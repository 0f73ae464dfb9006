use alloy_json_abi::JsonAbi;
use serde_json::Value;
use std::fs;
use std::path::{Path, PathBuf};
use tracing::debug;

use crate::error::{LoaderError, Result};

/// Reads ABI documents from a fixed directory, by default the one holding the running executable.
#[derive(Debug, Clone)]
pub struct AbiLoader {
    base_dir: PathBuf,
}

impl AbiLoader {
    pub fn new(base_dir: impl Into<PathBuf>) -> Self {
        Self { base_dir: base_dir.into() }
    }

    /// Loader rooted next to the current executable
    pub fn beside_executable() -> Result<Self> {
        let exe = std::env::current_exe().map_err(|e| {
            LoaderError::Configuration(format!("Cannot locate current executable: {}", e))
        })?;
        let dir = exe.parent().ok_or_else(|| {
            LoaderError::Configuration(format!("Executable {:?} has no parent directory", exe))
        })?;
        Ok(Self::new(dir))
    }

    pub fn base_dir(&self) -> &Path {
        &self.base_dir
    }

    pub fn resolve(&self, filename: &str) -> PathBuf {
        self.base_dir.join(filename)
    }

    /// Read `filename` and parse it as an untyped JSON document.
    pub fn load(&self, filename: &str) -> Result<Value> {
        let path = self.resolve(filename);
        let data = read(&path)?;
        serde_json::from_str(&data).map_err(|source| LoaderError::AbiParse { path, source })
    }

    /// Same as [`AbiLoader::load`], but parsed into alloy's typed ABI.
    pub fn load_json_abi(&self, filename: &str) -> Result<JsonAbi> {
        let path = self.resolve(filename);
        let data = read(&path)?;
        serde_json::from_str::<JsonAbi>(&data).map_err(|source| LoaderError::AbiParse { path, source })
    }
}

fn read(path: &Path) -> Result<String> {
    debug!("Reading ABI file {:?}", path);
    fs::read_to_string(path).map_err(|source| LoaderError::AbiRead {
        path: path.to_path_buf(),
        source,
    })
}

/// Load a JSON ABI document that sits next to the running executable.
pub fn load_abi(filename: &str) -> Result<Value> {
    AbiLoader::beside_executable()?.load(filename)
}

#[cfg(test)]
mod tests {
    use super::*;
    use serde_json::json;

    fn sample_abi() -> Value {
        json!([
            {
                "type": "function",
                "name": "balanceOf",
                "inputs": [{ "name": "owner", "type": "address", "internalType": "address" }],
                "outputs": [{ "name": "", "type": "uint256", "internalType": "uint256" }],
                "stateMutability": "view"
            },
            {
                "type": "event",
                "name": "Transfer",
                "inputs": [
                    { "name": "from", "type": "address", "indexed": true },
                    { "name": "to", "type": "address", "indexed": true },
                    { "name": "value", "type": "uint256", "indexed": false }
                ],
                "anonymous": false
            }
        ])
    }

    #[test]
    fn test_load_returns_parsed_document() {
        let dir = tempfile::tempdir().unwrap();
        let abi = sample_abi();
        fs::write(dir.path().join("token_ABI.json"), serde_json::to_string_pretty(&abi).unwrap()).unwrap();

        let loader = AbiLoader::new(dir.path());
        assert_eq!(loader.load("token_ABI.json").unwrap(), abi);
    }

    #[test]
    fn test_load_json_abi_typed() {
        let dir = tempfile::tempdir().unwrap();
        fs::write(dir.path().join("token_ABI.json"), sample_abi().to_string()).unwrap();

        let abi = AbiLoader::new(dir.path()).load_json_abi("token_ABI.json").unwrap();
        assert!(abi.function("balanceOf").is_some());
        assert!(abi.event("Transfer").is_some());
    }

    #[test]
    fn test_missing_file_is_read_error() {
        let dir = tempfile::tempdir().unwrap();
        let loader = AbiLoader::new(dir.path());

        match loader.load("missing.json") {
            Err(LoaderError::AbiRead { path, source }) => {
                assert_eq!(path, dir.path().join("missing.json"));
                assert_eq!(source.kind(), std::io::ErrorKind::NotFound);
            }
            other => panic!("expected AbiRead, got {:?}", other),
        }
    }

    #[test]
    fn test_invalid_json_is_parse_error() {
        let dir = tempfile::tempdir().unwrap();
        fs::write(dir.path().join("broken.json"), "[{\"type\": \"function\",").unwrap();

        let loader = AbiLoader::new(dir.path());
        assert!(matches!(loader.load("broken.json"), Err(LoaderError::AbiParse { .. })));
        assert!(matches!(loader.load_json_abi("broken.json"), Err(LoaderError::AbiParse { .. })));
    }

    #[test]
    fn test_untyped_load_skips_abi_validation() {
        let dir = tempfile::tempdir().unwrap();
        fs::write(dir.path().join("odd.json"), r#"{"not": "an abi"}"#).unwrap();

        let loader = AbiLoader::new(dir.path());
        assert_eq!(loader.load("odd.json").unwrap(), json!({"not": "an abi"}));
        assert!(matches!(loader.load_json_abi("odd.json"), Err(LoaderError::AbiParse { .. })));
    }

    #[test]
    fn test_beside_executable_resolves_next_to_binary() {
        let loader = AbiLoader::beside_executable().unwrap();
        let exe = std::env::current_exe().unwrap();
        assert_eq!(loader.base_dir(), exe.parent().unwrap());
        assert_eq!(loader.resolve("x.json"), exe.parent().unwrap().join("x.json"));
        assert!(matches!(load_abi("no-such-abi-file.json"), Err(LoaderError::AbiRead { .. })));
    }
}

----------------------------------------

YOUR OBJECTIVE:
Return every record, word for word.

SOLUTION FOR THIS PROBLEM:
repository 0f73ae464dfb9006
use alloy_json_abi::JsonAbi;
use serde_json::Value;
use std::fs;
use std::path::{Path, PathBuf};
use tracing::debug;

use crate::error::{LoaderError, Result};

/// Reads ABI documents from a fixed directory, by default the one holding the running executable.
#[derive(Debug, Clone)]
pub struct AbiLoader {
    base_dir: PathBuf,
}

impl AbiLoader {
    pub fn new(base_dir: impl Into<PathBuf>) -> Self {
        Self { base_dir: base_dir.into() }
    }

    /// Loader rooted next to the current executable
    pub fn beside_executable() -> Result<Self> {
        let exe = std::env::current_exe().map_err(|e| {
            LoaderError::Configuration(format!("Cannot locate current executable: {}", e))
        })?;
        let dir = exe.parent().ok_or_else(|| {
            LoaderError::Configuration(format!("Executable {:?} has no parent directory", exe))
        })?;
        Ok(Self::new(dir))
    }

    pub fn base_dir(&self) -> &Path {
        &self.base_dir
    }

    pub fn resolve(&self, filename: &str) -> PathBuf {
        self.base_dir.join(filename)
    }

    /// Read `filename` and parse it as an untyped JSON document.
    pub fn load(&self, filename: &str) -> Result<Value> {
        let path = self.resolve(filename);
        let data = read(&path)?;
        serde_json::from_str(&data).map_err(|source| LoaderError::AbiParse { path, source })
    }

    /// Same as [`AbiLoader::load`], but parsed into alloy's typed ABI.
    pub fn load_json_abi(&self, filename: &str) -> Result<JsonAbi> {
        let path = self.resolve(filename);
        let data = read(&path)?;
        serde_json::from_str::<JsonAbi>(&data).map_err(|source| LoaderError::AbiParse { path, source })
    }
}

fn read(path: &Path) -> Result<String> {
    debug!("Reading ABI file {:?}", path);
    fs::read_to_string(path).map_err(|source| LoaderError::AbiRead {
        path: path.to_path_buf(),
        source,
    })
}

/// Load a JSON ABI document that sits next to the running executable.
pub fn load_abi(filename: &str) -> Result<Value> {
    AbiLoader::beside_executable()?.load(filename)
}

#[cfg(test)]
mod tests {
    use super::*;
    use serde_json::json;

    fn sample_abi() -> Value {
        json!([
            {
                "type": "function",
                "name": "balanceOf",
                "inputs": [{ "name": "owner", "type": "address", "internalType": "address" }],
                "outputs": [{ "name": "", "type": "uint256", "internalType": "uint256" }],
                "stateMutability": "view"
            },
            {
                "type": "event",
                "name": "Transfer",
                "inputs": [
                    { "name": "from", "type": "address", "indexed": true },
                    { "name": "to", "type": "address", "indexed": true },
                    { "name": "value", "type": "uint256", "indexed": false }
                ],
                "anonymous": false
            }
        ])
    }

    #[test]
    fn test_load_returns_parsed_document() {
        let dir = tempfile::tempdir().unwrap();
        let abi = sample_abi();
        fs::write(dir.path().join("token_ABI.json"), serde_json::to_string_pretty(&abi).unwrap()).unwrap();

        let loader = AbiLoader::new(dir.path());
        assert_eq!(loader.load("token_ABI.json").unwrap(), abi);
    }

    #[test]
    fn test_load_json_abi_typed() {
        let dir = tempfile::tempdir().unwrap();
        fs::write(dir.path().join("token_ABI.json"), sample_abi().to_string()).unwrap();

        let abi = AbiLoader::new(dir.path()).load_json_abi("token_ABI.json").unwrap();
        assert!(abi.function("balanceOf").is_some());
        assert!(abi.event("Transfer").is_some());
    }

    #[test]
    fn test_missing_file_is_read_error() {
        let dir = tempfile::tempdir().unwrap();
        let loader = AbiLoader::new(dir.path());

        match loader.load("missing.json") {
            Err(LoaderError::AbiRead { path, source }) => {
                assert_eq!(path, dir.path().join("missing.json"));
                assert_eq!(source.kind(), std::io::ErrorKind::NotFound);
            }
            other => panic!("expected AbiRead, got {:?}", other),
        }
    }

    #[test]
    fn test_invalid_json_is_parse_error() {
        let dir = tempfile::tempdir().unwrap();
        fs::write(dir.path().join("broken.json"), "[{\"type\": \"function\",").unwrap();

        let loader = AbiLoader::new(dir.path());
        assert!(matches!(loader.load("broken.json"), Err(LoaderError::AbiParse { .. })));
        assert!(matches!(loader.load_json_abi("broken.json"), Err(LoaderError::AbiParse { .. })));
    }

    #[test]
    fn test_untyped_load_skips_abi_validation() {
        let dir = tempfile::tempdir().unwrap();
        fs::write(dir.path().join("odd.json"), r#"{"not": "an abi"}"#).unwrap();

        let loader = AbiLoader::new(dir.path());
        assert_eq!(loader.load("odd.json").unwrap(), json!({"not": "an abi"}));
        assert!(matches!(loader.load_json_abi("odd.json"), Err(LoaderError::AbiParse { .. })));
    }

    #[test]
    fn test_beside_executable_resolves_next_to_binary() {
        let loader = AbiLoader::beside_executable().unwrap();
        let exe = std::env::current_exe().unwrap();
        assert_eq!(loader.base_dir(), exe.parent().unwrap());
        assert_eq!(loader.resolve("x.json"), exe.parent().unwrap().join("x.json"));
        assert!(matches!(load_abi("no-such-abi-file.json"), Err(LoaderError::AbiRead { .. })));
    }
}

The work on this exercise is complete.